══ SOURCE MATERIAL ══

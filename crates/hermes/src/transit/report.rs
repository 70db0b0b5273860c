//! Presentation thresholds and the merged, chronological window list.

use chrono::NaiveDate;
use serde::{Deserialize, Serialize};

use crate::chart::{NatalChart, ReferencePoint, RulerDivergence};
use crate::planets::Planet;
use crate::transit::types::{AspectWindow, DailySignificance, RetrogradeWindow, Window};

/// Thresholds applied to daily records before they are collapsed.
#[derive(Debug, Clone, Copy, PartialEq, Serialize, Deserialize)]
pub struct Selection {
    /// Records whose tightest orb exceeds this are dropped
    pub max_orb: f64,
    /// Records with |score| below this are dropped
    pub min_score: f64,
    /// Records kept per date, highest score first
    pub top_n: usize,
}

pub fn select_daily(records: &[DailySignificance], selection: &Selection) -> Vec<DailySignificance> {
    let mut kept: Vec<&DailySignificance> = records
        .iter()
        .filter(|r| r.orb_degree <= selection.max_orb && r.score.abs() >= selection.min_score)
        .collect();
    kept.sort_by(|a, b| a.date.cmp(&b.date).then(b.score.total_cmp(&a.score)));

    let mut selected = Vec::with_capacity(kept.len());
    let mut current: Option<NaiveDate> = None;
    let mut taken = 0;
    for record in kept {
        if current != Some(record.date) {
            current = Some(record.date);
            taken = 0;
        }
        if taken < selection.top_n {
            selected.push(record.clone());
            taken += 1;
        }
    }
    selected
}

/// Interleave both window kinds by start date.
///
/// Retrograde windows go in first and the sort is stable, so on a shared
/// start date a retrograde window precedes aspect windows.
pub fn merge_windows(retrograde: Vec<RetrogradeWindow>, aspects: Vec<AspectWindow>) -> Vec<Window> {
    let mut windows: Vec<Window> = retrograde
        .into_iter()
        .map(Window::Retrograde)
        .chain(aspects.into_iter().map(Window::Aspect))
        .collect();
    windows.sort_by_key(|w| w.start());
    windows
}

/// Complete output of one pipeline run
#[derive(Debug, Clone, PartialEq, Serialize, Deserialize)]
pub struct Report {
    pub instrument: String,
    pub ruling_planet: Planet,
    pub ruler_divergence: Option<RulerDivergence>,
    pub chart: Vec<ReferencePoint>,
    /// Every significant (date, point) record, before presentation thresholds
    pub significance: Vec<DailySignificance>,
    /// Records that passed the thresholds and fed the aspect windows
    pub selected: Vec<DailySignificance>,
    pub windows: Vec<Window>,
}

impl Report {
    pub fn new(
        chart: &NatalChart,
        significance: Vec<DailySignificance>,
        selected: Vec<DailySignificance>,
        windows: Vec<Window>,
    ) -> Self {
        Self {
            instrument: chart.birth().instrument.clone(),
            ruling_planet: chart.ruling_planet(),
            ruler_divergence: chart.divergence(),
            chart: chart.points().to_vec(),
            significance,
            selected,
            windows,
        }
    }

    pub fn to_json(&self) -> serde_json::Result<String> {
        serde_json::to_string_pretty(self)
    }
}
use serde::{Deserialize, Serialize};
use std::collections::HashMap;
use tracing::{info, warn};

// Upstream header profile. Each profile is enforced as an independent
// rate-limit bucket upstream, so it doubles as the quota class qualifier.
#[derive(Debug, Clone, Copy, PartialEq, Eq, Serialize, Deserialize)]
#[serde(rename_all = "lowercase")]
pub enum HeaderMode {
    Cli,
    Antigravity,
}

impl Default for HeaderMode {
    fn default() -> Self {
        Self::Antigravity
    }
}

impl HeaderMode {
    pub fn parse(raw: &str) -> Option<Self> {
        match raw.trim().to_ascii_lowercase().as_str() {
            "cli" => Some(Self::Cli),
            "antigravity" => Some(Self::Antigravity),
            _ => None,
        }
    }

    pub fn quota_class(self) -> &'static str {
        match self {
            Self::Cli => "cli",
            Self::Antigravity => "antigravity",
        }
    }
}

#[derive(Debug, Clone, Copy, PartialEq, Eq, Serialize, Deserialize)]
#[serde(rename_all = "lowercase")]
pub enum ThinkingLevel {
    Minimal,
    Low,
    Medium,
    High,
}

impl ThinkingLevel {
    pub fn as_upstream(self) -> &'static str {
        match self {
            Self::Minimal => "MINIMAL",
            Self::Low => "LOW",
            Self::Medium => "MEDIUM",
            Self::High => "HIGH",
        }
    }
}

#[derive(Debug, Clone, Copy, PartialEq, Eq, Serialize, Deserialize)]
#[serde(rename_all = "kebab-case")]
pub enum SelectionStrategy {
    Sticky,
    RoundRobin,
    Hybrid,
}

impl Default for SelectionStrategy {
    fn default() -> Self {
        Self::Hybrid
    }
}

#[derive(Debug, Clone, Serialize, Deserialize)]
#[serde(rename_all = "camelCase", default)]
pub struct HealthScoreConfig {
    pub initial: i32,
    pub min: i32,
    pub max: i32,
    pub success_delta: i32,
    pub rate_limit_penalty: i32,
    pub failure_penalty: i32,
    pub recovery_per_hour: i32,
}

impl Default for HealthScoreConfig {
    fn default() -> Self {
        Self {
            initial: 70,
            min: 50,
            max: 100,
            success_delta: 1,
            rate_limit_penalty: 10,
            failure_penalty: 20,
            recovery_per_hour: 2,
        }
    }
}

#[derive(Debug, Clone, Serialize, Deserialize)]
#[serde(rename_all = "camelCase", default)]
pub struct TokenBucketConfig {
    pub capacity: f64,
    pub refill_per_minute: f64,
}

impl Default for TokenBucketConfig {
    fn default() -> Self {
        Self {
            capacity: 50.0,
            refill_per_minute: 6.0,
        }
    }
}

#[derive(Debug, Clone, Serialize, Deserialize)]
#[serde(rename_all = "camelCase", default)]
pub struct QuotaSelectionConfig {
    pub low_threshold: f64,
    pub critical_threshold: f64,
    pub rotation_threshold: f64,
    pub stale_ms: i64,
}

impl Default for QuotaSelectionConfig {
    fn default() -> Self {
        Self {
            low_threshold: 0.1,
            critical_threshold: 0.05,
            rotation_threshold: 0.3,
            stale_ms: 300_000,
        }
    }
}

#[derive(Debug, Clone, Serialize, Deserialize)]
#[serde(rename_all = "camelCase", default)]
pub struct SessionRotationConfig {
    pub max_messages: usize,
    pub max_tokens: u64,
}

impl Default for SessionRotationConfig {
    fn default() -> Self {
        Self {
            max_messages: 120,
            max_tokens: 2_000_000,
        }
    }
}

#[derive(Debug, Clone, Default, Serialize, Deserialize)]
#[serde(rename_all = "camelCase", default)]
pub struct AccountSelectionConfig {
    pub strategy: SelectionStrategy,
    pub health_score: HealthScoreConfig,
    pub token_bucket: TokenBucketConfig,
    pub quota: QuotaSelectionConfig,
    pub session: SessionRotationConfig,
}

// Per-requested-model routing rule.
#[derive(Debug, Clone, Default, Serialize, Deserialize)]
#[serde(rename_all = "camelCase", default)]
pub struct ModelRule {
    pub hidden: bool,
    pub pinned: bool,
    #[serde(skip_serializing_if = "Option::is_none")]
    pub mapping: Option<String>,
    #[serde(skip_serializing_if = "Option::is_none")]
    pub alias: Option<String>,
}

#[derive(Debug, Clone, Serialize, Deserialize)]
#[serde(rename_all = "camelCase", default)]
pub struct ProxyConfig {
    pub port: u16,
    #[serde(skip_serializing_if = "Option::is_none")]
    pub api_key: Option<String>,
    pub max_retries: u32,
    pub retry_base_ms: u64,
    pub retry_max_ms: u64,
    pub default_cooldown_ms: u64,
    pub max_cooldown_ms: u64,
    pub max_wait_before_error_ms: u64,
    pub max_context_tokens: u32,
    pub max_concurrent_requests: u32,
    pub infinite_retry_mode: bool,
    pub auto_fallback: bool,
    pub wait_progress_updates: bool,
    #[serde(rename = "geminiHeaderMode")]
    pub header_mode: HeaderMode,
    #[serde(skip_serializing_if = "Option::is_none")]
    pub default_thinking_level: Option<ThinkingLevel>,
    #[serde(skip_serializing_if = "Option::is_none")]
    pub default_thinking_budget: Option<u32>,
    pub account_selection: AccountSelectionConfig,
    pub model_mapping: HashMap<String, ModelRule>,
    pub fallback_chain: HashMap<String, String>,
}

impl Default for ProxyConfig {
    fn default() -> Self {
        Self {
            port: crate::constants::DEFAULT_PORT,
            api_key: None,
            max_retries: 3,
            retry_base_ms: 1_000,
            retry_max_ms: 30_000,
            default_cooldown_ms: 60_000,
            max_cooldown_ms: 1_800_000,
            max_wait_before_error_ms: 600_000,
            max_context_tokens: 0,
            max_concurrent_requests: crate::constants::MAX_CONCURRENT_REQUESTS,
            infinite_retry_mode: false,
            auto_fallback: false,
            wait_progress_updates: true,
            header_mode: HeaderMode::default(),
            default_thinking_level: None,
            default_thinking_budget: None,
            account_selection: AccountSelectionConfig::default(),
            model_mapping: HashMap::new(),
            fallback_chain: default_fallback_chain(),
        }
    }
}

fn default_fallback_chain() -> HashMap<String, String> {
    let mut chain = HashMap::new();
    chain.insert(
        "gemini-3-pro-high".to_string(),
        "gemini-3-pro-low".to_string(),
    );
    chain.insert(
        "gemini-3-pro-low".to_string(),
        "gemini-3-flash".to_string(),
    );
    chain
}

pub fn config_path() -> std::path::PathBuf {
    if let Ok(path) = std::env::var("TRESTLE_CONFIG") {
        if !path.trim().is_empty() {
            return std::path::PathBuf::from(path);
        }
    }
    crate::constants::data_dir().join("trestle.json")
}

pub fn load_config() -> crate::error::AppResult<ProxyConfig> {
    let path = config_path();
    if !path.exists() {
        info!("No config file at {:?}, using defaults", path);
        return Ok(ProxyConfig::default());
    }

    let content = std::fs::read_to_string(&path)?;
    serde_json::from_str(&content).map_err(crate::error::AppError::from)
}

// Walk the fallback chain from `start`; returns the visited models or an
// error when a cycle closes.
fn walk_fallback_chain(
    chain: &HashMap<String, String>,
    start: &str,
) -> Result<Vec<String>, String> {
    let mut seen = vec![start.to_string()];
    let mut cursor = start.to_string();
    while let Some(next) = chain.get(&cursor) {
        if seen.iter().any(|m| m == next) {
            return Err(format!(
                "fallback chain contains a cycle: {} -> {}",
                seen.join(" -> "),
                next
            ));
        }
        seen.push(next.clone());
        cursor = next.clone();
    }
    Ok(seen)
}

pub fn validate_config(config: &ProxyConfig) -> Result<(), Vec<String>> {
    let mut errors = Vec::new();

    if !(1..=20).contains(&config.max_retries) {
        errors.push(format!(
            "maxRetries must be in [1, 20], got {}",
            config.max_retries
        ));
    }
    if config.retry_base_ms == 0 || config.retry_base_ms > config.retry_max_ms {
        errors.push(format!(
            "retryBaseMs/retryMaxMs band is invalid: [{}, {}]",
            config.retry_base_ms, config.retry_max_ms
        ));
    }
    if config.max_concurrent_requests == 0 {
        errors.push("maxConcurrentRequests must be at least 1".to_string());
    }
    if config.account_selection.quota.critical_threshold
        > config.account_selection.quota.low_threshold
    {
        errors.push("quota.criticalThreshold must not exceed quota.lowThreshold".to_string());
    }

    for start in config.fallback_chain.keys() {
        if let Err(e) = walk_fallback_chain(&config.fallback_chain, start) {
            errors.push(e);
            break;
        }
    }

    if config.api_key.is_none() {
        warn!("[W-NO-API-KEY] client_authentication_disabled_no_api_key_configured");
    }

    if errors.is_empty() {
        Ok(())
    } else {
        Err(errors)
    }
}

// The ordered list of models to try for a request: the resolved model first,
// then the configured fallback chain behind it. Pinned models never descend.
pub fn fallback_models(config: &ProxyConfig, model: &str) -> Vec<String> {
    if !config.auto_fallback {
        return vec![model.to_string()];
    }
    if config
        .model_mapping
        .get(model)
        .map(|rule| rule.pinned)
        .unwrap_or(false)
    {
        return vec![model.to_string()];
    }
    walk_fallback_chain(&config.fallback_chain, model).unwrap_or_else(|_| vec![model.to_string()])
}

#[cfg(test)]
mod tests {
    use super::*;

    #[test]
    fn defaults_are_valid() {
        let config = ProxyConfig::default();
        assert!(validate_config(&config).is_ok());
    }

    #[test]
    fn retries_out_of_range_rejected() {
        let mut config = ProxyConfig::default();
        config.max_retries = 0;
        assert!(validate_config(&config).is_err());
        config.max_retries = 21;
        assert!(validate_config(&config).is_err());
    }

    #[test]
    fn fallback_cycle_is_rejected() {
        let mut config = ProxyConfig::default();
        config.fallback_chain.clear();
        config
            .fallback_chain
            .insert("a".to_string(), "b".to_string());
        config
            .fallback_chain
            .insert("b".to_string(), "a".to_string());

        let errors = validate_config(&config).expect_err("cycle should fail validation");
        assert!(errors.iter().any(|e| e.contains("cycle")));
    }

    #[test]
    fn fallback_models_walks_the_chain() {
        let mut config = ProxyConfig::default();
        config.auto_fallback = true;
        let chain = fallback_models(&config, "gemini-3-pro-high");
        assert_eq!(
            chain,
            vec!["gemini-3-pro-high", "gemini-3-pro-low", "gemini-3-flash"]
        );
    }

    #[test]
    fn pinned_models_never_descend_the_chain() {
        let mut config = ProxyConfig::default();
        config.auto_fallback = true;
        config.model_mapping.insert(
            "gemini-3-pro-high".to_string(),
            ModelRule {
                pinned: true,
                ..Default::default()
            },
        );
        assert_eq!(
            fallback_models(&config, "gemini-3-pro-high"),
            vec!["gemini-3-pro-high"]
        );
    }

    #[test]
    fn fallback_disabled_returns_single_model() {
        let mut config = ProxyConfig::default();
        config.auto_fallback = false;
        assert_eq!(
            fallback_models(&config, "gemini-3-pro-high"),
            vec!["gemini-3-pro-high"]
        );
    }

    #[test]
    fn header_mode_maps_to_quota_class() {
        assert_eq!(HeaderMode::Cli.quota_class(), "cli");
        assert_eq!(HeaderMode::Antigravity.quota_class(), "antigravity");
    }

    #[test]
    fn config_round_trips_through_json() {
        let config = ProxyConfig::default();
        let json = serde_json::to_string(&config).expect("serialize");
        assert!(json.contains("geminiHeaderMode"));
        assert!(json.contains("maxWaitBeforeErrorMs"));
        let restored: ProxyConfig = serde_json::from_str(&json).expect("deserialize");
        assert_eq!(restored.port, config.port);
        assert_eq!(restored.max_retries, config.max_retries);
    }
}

═══

> **EXERCISE**
Return all lines of the data in which the string "TokenBucketConfig" appears.

> **RESPONSE BOX**
pub struct TokenBucketConfig {
impl Default for TokenBucketConfig {
    pub token_bucket: TokenBucketConfig,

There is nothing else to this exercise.